What we should be arguing over, and as visibly as possible, is the way in which what we do is just as valid a derivative art form as parody, and that copyright law as it is currently applied to us is abusive and incorrect.
Theoretically, copyright can only protect specific expressions. Ideas cannot be copyrighted. Yet. Every what-if, every missing-scene, every divergent-future is a new expression, and there is no good reason to quash them. Authorial emotional possessiveness does not count as a good reason, and, yes, that's a two-way street, and we need to deal with that fact too. Something that's published is placed into the common cultural dialogue, and you can't have it both ways.
And, while some big authors may use copyright as if it were meant to protect their worldbuilding efforts, they're ultimately shooting themselves in the foot. What copyright is really about, practically, is money, and as soon as they don't have big money behind them, they're SOL just like the rest of us. If copyright is "supposed" to protect worldbuilding, then why could I go out and publish a book about Tom Bottle, who has green eyes and black hair and goes to a school for magic and is destined to save the world and has these two really good friends, and a few arch-enemies, and Rowling would have a hell of an uphill battle to do anything about it? Consider Vanilla Ice versus Queen and David Bowie. Consider the Mitchell estate versus Randall and The Wind Done Gone. In neither case was there any kind of clear or definitive outcome, and the material that got taken to court (or, possibly, threatened with such) is still out there being published and paid for. ... well, probably not in Ice's case, but if the song had more staying power, it could be. The courts in this country don't care about artistic integrity or any of that, or else the outcomes of the conflics I just mentioned wouldn't have been such a bizarre mish-mash.
The point is, history and the balance of precedent are both on our side, not only when we claim fic is a valid artform, but also if we wish to claim fic is a valid commercial product. The latter will be a harder battle, to be sure. But I think it's worth fighting.
Because the current trend of limiting creativity to "valid" outlets, who have paid cash on the barrel for the privilege, of patenting and trademarking and copyrighting absolutely everything one can get one's (corporate) hands on, is going in a very bad direction. I really don't want to spend my writing time looking over my shoulder, wondering when they're going to come for me, and whether Disney has managed to convince a court that children's stories yet unwritten belong to them. And there's no reason any of us should have to.
Copyright, still, only protects particular expressions. We are in the right. I really think it's time we put some work into staying there, and making sure this current, insane trend toward "protecting" ideas is pushed back.
Because copyright law is presently a morass of contradictory statements and precedents that don't gel into any even vaguely coherent policy, aside, perhaps, from "the one with the most money wins".
What we should do instead is think, seriously, about what we do and whether or not we think it is truly right or wrong.

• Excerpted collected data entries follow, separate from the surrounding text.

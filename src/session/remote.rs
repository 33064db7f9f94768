//! Frames from the SBS chat server.

use super::{BridgeSession, SessionState};
use crate::error::BridgeError;
use crate::irc;
use crate::roster::{self, Directive};
use crate::sbs::{ChatMessage, InboundFrame, MessageKind, RemoteLink, Response, UserList};
use crate::text::{self, BodyWarning};

/// mIRC color code for green text.
const GREEN: &str = "\x033";

impl BridgeSession {
    pub(super) fn remote_opened(&mut self, link: RemoteLink) {
        if self.state != SessionState::RemoteConnecting {
            return;
        }
        tracing::info!(
            session_id = %self.id,
            uid = link.account.uid,
            "Bound to SBS chat as {}",
            link.account.username
        );
        self.link = Some(link);
    }

    pub(super) fn remote_frame(&mut self, text: &str) {
        tracing::debug!(session_id = %self.id, "sbs< {text}");
        let frame = match InboundFrame::parse(text) {
            Ok(frame) => frame,
            Err(e) if e.is_malformed() => {
                self.report(BridgeError::RemoteTransportFailure(e.to_string()));
                return;
            }
            Err(e) => {
                tracing::warn!(session_id = %self.id, "{e}");
                self.diagnostic(&format!("{e}: {text}"));
                return;
            }
        };

        match frame {
            InboundFrame::UserList(list) => self.on_user_list(list),
            InboundFrame::MessageList(messages) => {
                for message in messages {
                    self.on_message(message);
                }
            }
            InboundFrame::Message(message) => self.on_message(message),
            InboundFrame::Response(response) => self.on_response(response),
            InboundFrame::Unrecognized(kind) => {
                self.diagnostic(&format!("Unknown frame type {kind}: {text}"));
            }
        }
    }

    fn on_response(&mut self, response: Response) {
        if !response.succeeded() {
            if response.from == "bind" {
                self.report(BridgeError::RemoteAuthFailure(format!(
                    "chat server rejected bind: {}",
                    response.errors
                )));
            } else {
                self.diagnostic(&format!(
                    "Request {} failed: {}",
                    response.from, response.errors
                ));
            }
            return;
        }
        if response.from == "bind" {
            self.tags = response.basic_tags().to_vec();
            if self.state == SessionState::RemoteConnecting {
                self.set_state(SessionState::Bridging);
            }
            self.refresh_roster();
        }
    }

    fn on_user_list(&mut self, list: UserList) {
        self.online = list.users.iter().map(|u| u.uid).collect();
        let everyone = list
            .users
            .into_iter()
            .chain(list.rooms.iter().flat_map(|r| r.users.iter().cloned()));
        for user in everyone {
            self.users.insert(user.uid, user);
        }
        self.rooms = list
            .rooms
            .into_iter()
            .map(|room| (room.name, room.users.iter().map(|u| u.uid).collect()))
            .collect();
        self.refresh_roster();
    }

    /// Rebuild the channel list and show the client what changed.
    pub(super) fn refresh_roster(&mut self) {
        if self.tags.is_empty() || self.users.is_empty() {
            return;
        }
        let fresh = roster::merge(&self.tags, &self.online, &self.rooms);
        let previous = std::mem::replace(&mut self.channels, fresh);
        for directive in roster::reconcile(&previous, &self.channels, &self.joined) {
            self.apply_directive(directive);
        }
        self.drain_pending();
    }

    fn apply_directive(&mut self, directive: Directive) {
        let own = self.own_uid();
        match directive {
            Directive::PartChannel(channel) => {
                self.joined.remove(&channel);
                self.send_from_me("PART", &[&channel], None);
            }
            // The client tracks its own membership through JOIN/PART.
            Directive::UserJoined { uid, .. } | Directive::UserLeft { uid, .. }
                if Some(uid) == own => {}
            Directive::UserJoined { channel, uid } => {
                self.send(&self.mask(uid), "JOIN", &[&channel], None);
                if let Some(user) = self.users.get(&uid) {
                    if let Some(mode) = user.rank().mode() {
                        let server = self.config.server_name.clone();
                        self.send(&server, "MODE", &[&channel, mode, &user.username], None);
                    }
                }
            }
            Directive::UserLeft { channel, uid } => {
                self.send(&self.mask(uid), "PART", &[&channel], None);
            }
            Directive::NewChannelsAvailable(names) => {
                tracing::debug!(session_id = %self.id, "New channels: {}", names.join(", "));
                if self.config.auto_join {
                    self.pending.extend(names);
                }
            }
        }
    }

    fn on_message(&mut self, message: ChatMessage) {
        if message.id.is_some_and(|id| self.seen.contains(id)) {
            return;
        }
        if let Some(ref sender) = message.sender {
            self.users
                .entry(sender.uid)
                .and_modify(|known| known.username.clone_from(&sender.username))
                .or_insert_with(|| sender.clone());
        }

        // Channel messages only count as seen once delivered, so a later
        // JOIN can still pick them up from history.
        let consumed = self.dispatch(&message);
        if let (true, Some(id)) = (consumed, message.id) {
            self.seen.insert(id);
        }
    }

    /// Show a message to the client. False if it belongs to a channel the
    /// client hasn't joined.
    fn dispatch(&self, message: &ChatMessage) -> bool {
        let own = message.sender_uid().is_some() && message.sender_uid() == self.own_uid();
        match message.kind() {
            MessageKind::Chat | MessageKind::Action | MessageKind::Private if own => {}
            MessageKind::Chat => return self.deliver_chat(message),
            MessageKind::Action => return self.deliver_action(message),
            MessageKind::Private => self.deliver_private(message),
            MessageKind::Global | MessageKind::Welcome => {
                let body = self.decode(message);
                self.send_notice(&body);
            }
            MessageKind::Presence => {}
            MessageKind::SystemNotice => {
                let body = self.decode(message);
                let presence = message.sender.as_ref().is_some_and(|s| {
                    body == format!("{} has entered the chat.", s.username)
                        || body == format!("{} has left the chat.", s.username)
                });
                if !presence {
                    self.diagnostic(&format!("Unknown system message: {body}"));
                }
            }
            MessageKind::Unrecognized => {
                self.diagnostic(&format!(
                    "Unknown message type {}/{}/{}: {}",
                    message.message_type,
                    message.subtype.as_deref().unwrap_or("none"),
                    message.module.as_deref().unwrap_or("none"),
                    message.message
                ));
            }
        }
        true
    }

    /// The joined channel a message belongs to, if any.
    fn joined_channel(&self, message: &ChatMessage) -> Option<String> {
        let channel = roster::channel_name(message.tag.as_deref()?);
        self.joined.contains(&channel).then_some(channel)
    }

    /// Decode the body, surfacing anything odd about it.
    fn decode(&self, message: &ChatMessage) -> String {
        let body = text::decode_body(
            message.encoding(),
            &message.message,
            self.config.drawing_size(),
        );
        match body.warning {
            Some(BodyWarning::Drawing(e)) => {
                tracing::warn!(session_id = %self.id, "{}", BridgeError::Decode(e));
            }
            Some(warning @ BodyWarning::UnknownEncoding(_)) => {
                self.diagnostic(&warning.to_string());
            }
            None => {}
        }
        body.text
    }

    fn deliver_chat(&self, message: &ChatMessage) -> bool {
        let Some(channel) = self.joined_channel(message) else {
            return false;
        };
        let Some(uid) = message.sender_uid() else {
            return true;
        };
        let mut body = self.decode(message);
        if body.starts_with('>') {
            body.insert_str(0, GREEN);
        }
        self.send(&self.mask(uid), "PRIVMSG", &[&channel], Some(&body));
        true
    }

    fn deliver_action(&self, message: &ChatMessage) -> bool {
        let Some(channel) = self.joined_channel(message) else {
            return false;
        };
        let Some(uid) = message.sender_uid() else {
            return true;
        };
        // The body reads "<username> <action>".
        let body = self.decode(message);
        let action = body.split_once(' ').map_or("", |(_, rest)| rest);
        self.send_lines(irc::encode_ctcp(
            Some(&self.mask(uid)),
            "PRIVMSG",
            &[&channel],
            "ACTION",
            action,
        ));
        true
    }

    fn deliver_private(&self, message: &ChatMessage) {
        let Some(sender) = message.sender_uid() else {
            return;
        };
        let recipients: Vec<u64> = message
            .recipients
            .iter()
            .copied()
            .filter(|&uid| uid != sender)
            .collect();
        let &[recipient] = recipients.as_slice() else {
            self.diagnostic(&format!(
                "Private message with {} recipients: {}",
                recipients.len(),
                message.message
            ));
            return;
        };

        let target = self.username(recipient);
        let mask = self.mask(sender);
        // The first line is the module's own from/to header.
        for line in self.decode(message).lines().skip(1) {
            self.send(&mask, "PRIVMSG", &[&target], Some(line));
        }
    }
}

If we think that what we do is wrong, we should stop. Stop ficcing. Stop vidding. Stop arting. If it's wrong.
But if we think it's right, that what we do causes no harm to anyone, either spiritual or monetary, then we should damn well act like it. If what we do is right, then we should, indeed, step forward and talk to the press and insist on legal protection against wrongful persecution--for example, having all your content trashed off the web because someone's lawyers sent a cease and desist notice to your service provider.
What we should be arguing over, and as visibly as possible, is the way in which what we do is just as valid a derivative art form as parody, and that copyright law as it is currently applied to us is abusive and incorrect.
Theoretically, copyright can only protect specific expressions. Ideas cannot be copyrighted. Yet. Every what-if, every missing-scene, every divergent-future is a new expression, and there is no good reason to quash them. Authorial emotional possessiveness does not count as a good reason, and, yes, that's a two-way street, and we need to deal with that fact too. Something that's published is placed into the common cultural dialogue, and you can't have it both ways.
And, while some big authors may use copyright as if it were meant to protect their worldbuilding efforts, they're ultimately shooting themselves in the foot. What copyright is really about, practically, is money, and as soon as they don't have big money behind them, they're SOL just like the rest of us. If copyright is "supposed" to protect worldbuilding, then why could I go out and publish a book about Tom Bottle, who has green eyes and black hair and goes to a school for magic and is destined to save the world and has these two really good friends, and a few arch-enemies, and Rowling would have a hell of an uphill battle to do anything about it? Consider Vanilla Ice versus Queen and David Bowie. Consider the Mitchell estate versus Randall and The Wind Done Gone. In neither case was there any kind of clear or definitive outcome, and the material that got taken to court (or, possibly, threatened with such) is still out there being published and paid for. ... well, probably not in Ice's case, but if the song had more staying power, it could be. The courts in this country don't care about artistic integrity or any of that, or else the outcomes of the conflics I just mentioned wouldn't have been such a bizarre mish-mash.
The point is, history and the balance of precedent are both on our side, not only when we claim fic is a valid artform, but also if we wish to claim fic is a valid commercial product. The latter will be a harder battle, to be sure. But I think it's worth fighting.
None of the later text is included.